The Bed and Breakfast where we've been staying, No Cabbages in Gig Harbor, was the perfect place to be these last few months.  From there in the woods overlooking the water--no television, barely any internet, quiet--I could finally think, meditate and explore--like a child again.  It restored in me that child-like gift of wonder--to be a little afraid, amazed, curious, and light.  Light--like no baggage.

Not to sound too woo-woo-out-there, but I learned to like myself again.  Since my divorce, over ten years ago, and all the trauma of trying to make a new life while salvaging whatever I could from my old one--I had somehow started to see myself in a bad-light--almost like I deserved bad things to happen to me.  

Now I don't.

I'm happier than I've been in many, many years--and I'm thankful for that.  

So, I'll be taking a break while I take advantage of all this renewed energy and optimism and finish my creative projects around here.  This definitely will not be a forever break--just a little sabbatical while I enjoy the last bit of traveling, lots of alone time with my husband, and my precious moments at home with all my animals.  

As I sign off, I do want to give you an up-to-date account of the horses.  As of now, Cowboy has ceased to do the head-shaking.  I don't know if I can say the meds "cured" him, but there has definitely been a drastic change for the better.  I'll be riding him this month and test it out on the trail, but I think I can safely say he has quality of life now--and there is a lot to be said for quality of life when it comes to horses...and humans.

Cia has returned to the gentle-spirited, trusting horse she used to be, but her cinch area is chapped and tender and hasn't regrown hair.  It's still very uncomfortable for her to be touched or groomed there--let alone accept a cinch--which, of course, I haven't reintroduced to her.   She's very much still on the mend, but I have high hopes for a full recovery--in all areas--emotional and physical.

Beautiful has matured beyond my wildest dreams for her.  She used to be super reactive and fearful in the herd, but now she has risen to be one of its leaders.  I'm amazed beyond words at this transformation in her.  She seems to have made a decision not to rise to the #1 spot, but you can see it's a decision and it's not fear-based.  In fact, she eats from the leader's pile of food and eats before the alpha-mare, Cowgirl.  It's very strange, but has made for a much more intelligent Beautiful Girl.  I feel like she has fully grown up.

Shadow has been dieting for two months now, and is in the best physical shape he's been in for years!  This is wonderful news for my husband--since it's his trail horse.  Red is still old, but doing great and staying young at heart as he babysits Cowgirl, Beautiful and Cowboy in a separate pasture.

As I've been writing this post, a huge turkey ran through my yard, and it was not a wild one.  Someone is missing their Thanksgiving dinner and doesn't know it yet!

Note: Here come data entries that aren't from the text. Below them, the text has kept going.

// Path: crates/chain/src/lib.rs
#![forbid(unsafe_code)]

//! # REVID Chain Clients
//!
//! Two implementations of [`revid_api::chain::CommitmentChainClient`]:
//!
//! - [`HttpBridgeClient`] speaks JSON over HTTP to the bridge service that
//!   fronts the deployed contract and the multi-sig wallet;
//! - [`InProcessChain`] executes the contract model directly, for local
//!   development and the gateway test suite.
//!
//! Contract rejections surface as [`Reverted`] errors carrying the
//! contract's stable error code; [`is_stale_parent`] classifies the one
//! rejection the gateway retries (a lost parent-hash race).
//!
//! [`Reverted`]: revid_types::error::ChainClientError::Reverted

mod bridge;
mod inprocess;

pub use bridge::HttpBridgeClient;
pub use inprocess::InProcessChain;

/// True if a submission failure is a lost parent-hash race, i.e. the
/// mutation should be rebuilt against the refreshed root and retried.
pub fn is_stale_parent(err: &revid_types::error::ChainClientError) -> bool {
    matches!(
        err,
        revid_types::error::ChainClientError::Reverted(msg)
            if msg.contains("PARENT_HASH_MISMATCH")
    )
}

Well, I hope everyone has a great spring and summer with their horses and humans.  I will be writing over at my other blog--and sharing pictures--that is one of the creative explorations I'll be devoting myself to--gardening, writing and the study of Emily Dickinson--but this one will be quiet for a while.  I will, however, still stop in to your blogs to keep up with all your rides, training, and life-transitions!  

So keep writing and Happy Trails!! 




Monday, April 23, 2012

Cowboy and Cia Update

This is why I love this horse.  He followed me to the front of the house, front pasture where I needed to do some gardening....



and left his herd a mile away.  (picture from side of house looking to the back of the barn where his herd is grazing--you can't even see them they're so far away.)


You may have noticed my blog has been quiet since I started the meds.  That's because things were going so well I didn't want to jinx it by speaking too soon.  And, luckily, I didn't, because things did take a turn, but at least I can't blame it on bad luck.

First, I missed one of his dosages.  The next day he was head shaking again.  I started him right back up, but  there was some more of it today.  Milder than before, but enough for me to mask him again.  Is it that delicate a situation that I can never miss a dose?  Is his dose not high enough?  Does he just need a mask in conjunction with the meds?  (He isn't head shaking right now as he grazes in the front pasture.  I'm looking at him through the window from my desk as I write.)  More later.  I consider this an experiment, and after this whole regimen is completed I'll consult with my vet again and decide the next step.

As for Cia, we definitely took a few steps back.  She had always trusted me and came to me whenever I'd show up with a halter and lead.  Not so now.  She runs from me.  All week I've worked on catching and releasing her.  She is definitely catchable with a little effort, but I'm not used to having my horses "leave" me. She's telling me, "No, thank-you," and "I don't trust you anymore."


Of course, that makes me sad, but I'm not worried.  I know she'll come back around and be where she was with me.  She's already following me along the fence line again when I leave.  It was just a scary experience and she's having to re-acclimate to our ways.  She also doesn't want me to take her off or hurt her.  When she remembers that fly spray, grooming, and masking don't hurt, but help, she'll be on the road to remembering I only ask her to do safe things.  Today, however, she is going to get a little lunging and working on the lead.  More on that later...

Tuesday, April 17, 2012

Day One After Meds

Sunshine.  No mask.  No head shaking.

One point for us.

Monday, April 16, 2012

Cowboy Starts His Meds, Cia Rests

Cowboy started his medicine regime today--carbamazepine twice per day--10 pills which we'll reduce to 6 pills when he shows improvement.  For now, the mask is coming of so we can tell if there actually is an improvement, but we'll also have to have some sunlight.  My veterinarian spoke to some other veterinarians who treat more of these cases and they said they've had remarkable results--even curing it completely--with carbamezepine.   We're going to start with that and then add in cyproheptadine with it--only if necessary.  At the highest dosage it costs about $25.00 for ten days.  The cyproheptadine is much more expensive, but my vet has found a way to bring the price down.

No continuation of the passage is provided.